[Collected data entries]
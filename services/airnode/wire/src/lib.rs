//! Packet framing and remaining-length encoding for the airnode broker protocol.
//!
//! This crate is pure: it builds and parses byte buffers and never touches a
//! socket. The session crate owns all I/O.
//!
//! ## Wire Format
//!
//! ```text
//! +----------------------+----------------------------------+
//! | u8 header            | packet type (hi nibble) + flags  |
//! +----------------------+----------------------------------+
//! | remaining length     | 1..4 bytes, base-128 + cont. bit |
//! +----------------------+----------------------------------+
//! | variable header      | packet specific, big-endian      |
//! +----------------------+----------------------------------+
//! | payload              | u16-prefixed strings / raw bytes |
//! +----------------------+----------------------------------+
//! ```

#![warn(missing_docs)]
#![warn(clippy::all)]

pub mod codec;
pub mod error;
pub mod packet;

// Re-export main types
pub use codec::{
    decode_remaining_length, encode_remaining_length, put_remaining_length, EncodedLength,
    RemainingLengthDecoder, MAX_LENGTH_BYTES, MAX_REMAINING_LENGTH,
};
pub use error::ProtocolError;
pub use packet::{
    encode_puback, publish_qos, put_str, ConnAck, ConnectFlags, ConnectPacket, Credentials,
    PacketType, PublishPacket, CONNACK_LEN, DISCONNECT, PINGREQ, PINGRESP_HEADER,
    PUBLISH_QOS0_HEADER,
};
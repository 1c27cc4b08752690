//! Control error types.

use airnode_sensors::SensorError;
use airnode_session::{SessionError, TransportError};
use airnode_storage::StorageError;
use thiserror::Error;

/// Failures surfaced to the duty-cycle controller
#[derive(Error, Debug)]
pub enum ControlError {
    /// Radio link could not be brought up
    #[error("link error: {0}")]
    Link(#[from] TransportError),

    /// Broker connection or publish failed
    #[error("session error: {0}")]
    Session(#[from] SessionError),

    /// Sensor init or read failed
    #[error("sensor error: {0}")]
    Sensor(#[from] SensorError),

    /// Baseline persistence failed
    #[error("storage error: {0}")]
    Storage(#[from] StorageError),

    /// Stored baseline does not fit a sensor word
    #[error("stored value {value} for {name} out of range")]
    BaselineRange {
        /// Stored name
        name: &'static str,
        /// Offending value
        value: i64,
    },
}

■ **Task details**
Keep to the lines from the one containing "use thiserror::Error;" to the end of the entries above, and retype them exactly.

■ **Written reply**
use thiserror::Error;

/// Failures surfaced to the duty-cycle controller
#[derive(Error, Debug)]
pub enum ControlError {
    /// Radio link could not be brought up
    #[error("link error: {0}")]
    Link(#[from] TransportError),

    /// Broker connection or publish failed
    #[error("session error: {0}")]
    Session(#[from] SessionError),

    /// Sensor init or read failed
    #[error("sensor error: {0}")]
    Sensor(#[from] SensorError),

    /// Baseline persistence failed
    #[error("storage error: {0}")]
    Storage(#[from] StorageError),

    /// Stored baseline does not fit a sensor word
    #[error("stored value {value} for {name} out of range")]
    BaselineRange {
        /// Stored name
        name: &'static str,
        /// Offending value
        value: i64,
    },
}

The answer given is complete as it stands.